Oddly enough, it's the pianist who can be less suggestible, holding his own where the challenger would have it otherwise. Listen to the way Bennink keeps introducing short "sampled" (or sample) rhythms on "Slightly Off," waiting for Simon to take the bait (and while you're there, note the piano's peculiar dreamy/driving momentum). Something similar happens midway through "Together," where Han quietly tries to prod Simon onto a faster tempo.
But Nabatov is accommodating in other ways; he finds the trap drums within the piano. On the opener "Chat Room" he knocks around under the hood, on the strings and metal frame/harp, using a length of pipe, wrapped in a thick layer of tape. ("It bounces nicely off everything," Simon says.) There he sometimes plays different rhythms with different limbs: pipe-rattle versus the chatter of (telegraph) keys triggering the piano's highest notes (which Guus Janssen uses for a similar "hi-hat" effect).
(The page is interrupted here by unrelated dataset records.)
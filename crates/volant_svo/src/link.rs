use std::fmt;
use std::hash::{Hash, Hasher};

/// ID of the leaf layer.
pub const LEAF_LAYER: u8 = 0;
/// Maximum number of layers per tile (8^6 = 262,144 total leaf slots).
pub const MAX_LAYERS: u8 = 6;
/// Maximum node index within a layer (8^6).
pub const MAX_NODES: u32 = 262_144;
/// Maximum node coordinate component within a tile (64 per axis at the leaf
/// layer).
pub const MAX_NODE_COORD: i32 = 63;

/// Voxel field value meaning "the whole node, not a specific voxel".
pub const NO_VOXEL: u8 = 0x7F;

pub const INVALID_NODE_ID: u32 = u32::MAX;
pub const INVALID_LINK_ID: u64 = u64::MAX;

const LAYER_BITS: u32 = 3;
const NODE_BITS: u32 = 18;
const VOXEL_BITS: u32 = 7;

const LAYER_SHIFT: u32 = 0;
const NODE_SHIFT: u32 = LAYER_BITS;
const VOXEL_SHIFT: u32 = LAYER_BITS + NODE_BITS;
const USERDATA_SHIFT: u32 = LAYER_BITS + NODE_BITS + VOXEL_BITS;

const LAYER_MASK: u32 = (1 << LAYER_BITS) - 1;
const NODE_MASK: u32 = (1 << NODE_BITS) - 1;
const VOXEL_MASK: u32 = (1 << VOXEL_BITS) - 1;

/// Masks out the user data of a node id or link id.
pub const NODE_USERDATA_MASK: u32 = 0xF000_0000;
/// Masks out the voxel field of a link id.
pub const LINK_VOXEL_MASK: u64 = 0x0000_0000_0FE0_0000;
/// Masks out the user data of a link id.
pub const LINK_USERDATA_MASK: u64 = NODE_USERDATA_MASK as u64;

/// The node-side fields of a link: layer, node index, voxel index, and four
/// user-data bits, packed in 32 bits. Stored per-face on every node; the
/// tile id is reconstructed at read time (see [`crate::node::SvoNode`]).
///
/// Explicit shift/mask accessors, never compiler bitfields: the packing is
/// part of the wire format and must stay endian-stable.
#[derive(Clone, Copy, Eq, PartialEq)]
#[repr(transparent)]
pub struct NodeLinkBase(pub u32);

impl NodeLinkBase {
    pub const INVALID: Self = Self(INVALID_NODE_ID);

    #[inline]
    pub fn new(layer_idx: u8, node_idx: u32, voxel_idx: u8) -> Self {
        debug_assert!(layer_idx < MAX_LAYERS);
        debug_assert!(node_idx < MAX_NODES);
        debug_assert!(voxel_idx < 64 || voxel_idx == NO_VOXEL);

        Self(
            ((layer_idx as u32 & LAYER_MASK) << LAYER_SHIFT)
                | ((node_idx & NODE_MASK) << NODE_SHIFT)
                | ((voxel_idx as u32 & VOXEL_MASK) << VOXEL_SHIFT),
        )
    }

    #[inline]
    pub fn layer_idx(self) -> u8 {
        ((self.0 >> LAYER_SHIFT) & LAYER_MASK) as u8
    }

    #[inline]
    pub fn node_idx(self) -> u32 {
        (self.0 >> NODE_SHIFT) & NODE_MASK
    }

    #[inline]
    pub fn voxel_idx(self) -> u8 {
        ((self.0 >> VOXEL_SHIFT) & VOXEL_MASK) as u8
    }

    #[inline]
    pub fn user_data(self) -> u8 {
        (self.0 >> USERDATA_SHIFT) as u8
    }

    #[inline]
    pub fn with_user_data(self, user_data: u8) -> Self {
        Self((self.0 & !NODE_USERDATA_MASK) | ((user_data as u32) << USERDATA_SHIFT))
    }

    #[inline]
    pub fn with_voxel_idx(self, voxel_idx: u8) -> Self {
        debug_assert!(voxel_idx < 64 || voxel_idx == NO_VOXEL);
        Self((self.0 & !(VOXEL_MASK << VOXEL_SHIFT)) | ((voxel_idx as u32 & VOXEL_MASK) << VOXEL_SHIFT))
    }

    /// Whether the link contains valid data, ignoring any user data.
    #[inline]
    pub fn is_valid(self) -> bool {
        self.layer_idx() < MAX_LAYERS
            && self.node_idx() < MAX_NODES
            && (self.voxel_idx() < 64 || self.voxel_idx() == NO_VOXEL)
    }

    #[inline]
    pub fn is_leaf(self) -> bool {
        self.layer_idx() == LEAF_LAYER
    }

    #[inline]
    pub fn is_voxel(self) -> bool {
        self.is_leaf() && self.voxel_idx() != NO_VOXEL
    }
}

impl Default for NodeLinkBase {
    #[inline]
    fn default() -> Self {
        Self::INVALID
    }
}

/// Names any addressable entity in the octree: a tile, a node within a
/// tile's layer, or a single voxel of a leaf.
///
/// The *identity* of a link is its 64-bit value with the user-data bits
/// forced set, so two links are equal iff tile, layer, node, and voxel all
/// match; user data is carried but never part of comparisons.
#[derive(Clone, Copy)]
#[repr(C)]
pub struct NodeLink {
    pub tile_id: u32,
    pub base: NodeLinkBase,
}

impl NodeLink {
    pub const INVALID: Self = Self {
        tile_id: u32::MAX,
        base: NodeLinkBase::INVALID,
    };

    #[inline]
    pub fn new(tile_id: u32, layer_idx: u8, node_idx: u32) -> Self {
        Self {
            tile_id,
            base: NodeLinkBase::new(layer_idx, node_idx, NO_VOXEL),
        }
    }

    #[inline]
    pub fn new_voxel(tile_id: u32, layer_idx: u8, node_idx: u32, voxel_idx: u8) -> Self {
        Self {
            tile_id,
            base: NodeLinkBase::new(layer_idx, node_idx, voxel_idx),
        }
    }

    #[inline]
    pub fn from_base(tile_id: u32, base: NodeLinkBase) -> Self {
        Self { tile_id, base }
    }

    /// The unique 64-bit id for this link, ignoring any user data.
    #[inline]
    pub fn id(self) -> u64 {
        ((self.tile_id as u64) << 32) | (self.base.0 | NODE_USERDATA_MASK) as u64
    }

    #[inline]
    pub fn from_id(id: u64) -> Self {
        Self {
            tile_id: (id >> 32) as u32,
            base: NodeLinkBase(id as u32),
        }
    }

    #[inline]
    pub fn layer_idx(self) -> u8 {
        self.base.layer_idx()
    }

    #[inline]
    pub fn node_idx(self) -> u32 {
        self.base.node_idx()
    }

    #[inline]
    pub fn voxel_idx(self) -> u8 {
        self.base.voxel_idx()
    }

    #[inline]
    pub fn set_voxel_idx(&mut self, voxel_idx: u8) {
        self.base = self.base.with_voxel_idx(voxel_idx);
    }

    #[inline]
    pub fn with_voxel_idx(self, voxel_idx: u8) -> Self {
        Self {
            tile_id: self.tile_id,
            base: self.base.with_voxel_idx(voxel_idx),
        }
    }

    #[inline]
    pub fn is_valid(self) -> bool {
        self.base.is_valid()
    }

    #[inline]
    pub fn is_leaf(self) -> bool {
        self.base.is_leaf()
    }

    #[inline]
    pub fn is_voxel(self) -> bool {
        self.base.is_voxel()
    }

    /// The parent link. This does not know what the tile layer is, so
    /// calling it with a tile link produces an invalid link.
    #[inline]
    pub fn parent(self) -> Self {
        if self.is_valid() {
            Self::new(self.tile_id, self.layer_idx() + 1, self.node_idx() >> 3)
        } else {
            Self::INVALID
        }
    }

    #[inline]
    pub fn child(self, child_index: u8) -> Self {
        debug_assert!(self.layer_idx() > 0 && child_index < 8);
        if self.is_valid() {
            Self::new(
                self.tile_id,
                self.layer_idx() - 1,
                (self.node_idx() << 3) + child_index as u32,
            )
        } else {
            Self::INVALID
        }
    }
}

impl Default for NodeLink {
    #[inline]
    fn default() -> Self {
        Self::INVALID
    }
}

impl PartialEq for NodeLink {
    #[inline]
    fn eq(&self, other: &Self) -> bool {
        self.id() == other.id()
    }
}

impl Eq for NodeLink {}

impl Hash for NodeLink {
    #[inline]
    fn hash<H: Hasher>(&self, state: &mut H) {
        self.id().hash(state);
    }
}

impl fmt::Debug for NodeLink {
    fn fmt(&self, f: &mut fmt::Formatter<'_>) -> fmt::Result {
        if !self.is_valid() {
            return write!(f, "NodeLink(invalid)");
        }
        write!(
            f,
            "NodeLink(tile={:08x} layer={} node={} voxel={})",
            self.tile_id,
            self.layer_idx(),
            self.node_idx(),
            self.voxel_idx(),
        )
    }
}

#[cfg(test)]
mod tests {
    use super::*;

    use rand::Rng;

    #[test]
    fn field_roundtrip() {
        let mut rng = rand::thread_rng();
        for _ in 0..1000 {
            let tile_id: u32 = rng.gen();
            let layer = rng.gen_range(0..MAX_LAYERS);
            let node = rng.gen_range(0..MAX_NODES);
            let voxel = if rng.gen() { rng.gen_range(0..64) } else { NO_VOXEL };

            let link = NodeLink::new_voxel(tile_id, layer, node, voxel);
            assert!(link.is_valid());
            assert_eq!(link.tile_id, tile_id);
            assert_eq!(link.layer_idx(), layer);
            assert_eq!(link.node_idx(), node);
            assert_eq!(link.voxel_idx(), voxel);

            assert_eq!(NodeLink::from_id(link.id()), link);
        }
    }

    #[test]
    fn identity_ignores_user_data() {
        let link = NodeLink::new(7, 2, 13);
        let mut tagged = link;
        tagged.base = tagged.base.with_user_data(0xA);

        assert_eq!(link, tagged);
        assert_eq!(link.id(), tagged.id());
    }

    #[test]
    fn invalid_is_all_ones() {
        assert_eq!(NodeLink::INVALID.id(), INVALID_LINK_ID);
        assert!(!NodeLink::INVALID.is_valid());
    }

    #[test]
    fn parent_child_arithmetic() {
        let link = NodeLink::new(1, 2, 0b101_011);
        for i in 0..8 {
            let child = link.child(i);
            assert_eq!(child.layer_idx(), 1);
            assert_eq!(child.node_idx(), (0b101_011 << 3) + i as u32);
            assert_eq!(child.parent(), link);
        }
    }

    #[test]
    fn voxel_links() {
        let leaf = NodeLink::new(3, LEAF_LAYER, 9);
        assert!(leaf.is_leaf() && !leaf.is_voxel());

        let voxel = leaf.with_voxel_idx(42);
        assert!(voxel.is_voxel());
        assert_ne!(leaf, voxel);

        // The parent of a voxel link is the leaf's parent, not the leaf.
        assert_eq!(voxel.parent(), NodeLink::new(3, 1, 1));
    }
}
On "Foaming" Nabatov places blocks of styrofoam against the strings, to change their pitch and timbre, but listen to how metallic that special effect sounds: rims and cymbals. And while outdoorsman Bennink likes to bring a suggestion of the natural world into his music, stylized like everything he does, the soft, soft birdcalls on "Prediction" are Simon's, made by raising and lowering the keyboard lid, which he'll also drop for a cavernous bass-drum boom.
There are a couple of (after-the-fact) homages to other pianists. "Unperturbed" is for Paul Bley, who befriended Simon after he moved to New York in the early '80s. "We'd hang out, taking walks through the Village, looking in on some bands playing, and then head to the space he still kept in the West Village, with a nice Steinway. We would play for each other and he would say funny and often interesting things. One of those things that can only happen in NY, I guess." The start of the Mengelberg-dedicated "Don't Bother" resembles a raucous Han and Misha set-to, but quickly moves toward this pair's cozier mode; Bennink tracks him gently yet again, giving Nabatov's melodic bent free rein.
Fair to say Han gives Simon his leeway out of respect for his formidable musical resources: not just his iron time, but his wide dynamic range, ringing attack, mastery of the instrument's coloristic palette, and broad historical knowledge; he covers a lot of ground, from Tchaikovsky-Scriabin fireworks to Bartok to Tristano's or Bley's different brands of linearity, to rumors of Monk's collapsed chords. And it's always nice to hear his bluesy side come out; it suits him.
Nabatov's quick and precise, can go anywhere fast -- just the kind of musician Bennink's always looking for.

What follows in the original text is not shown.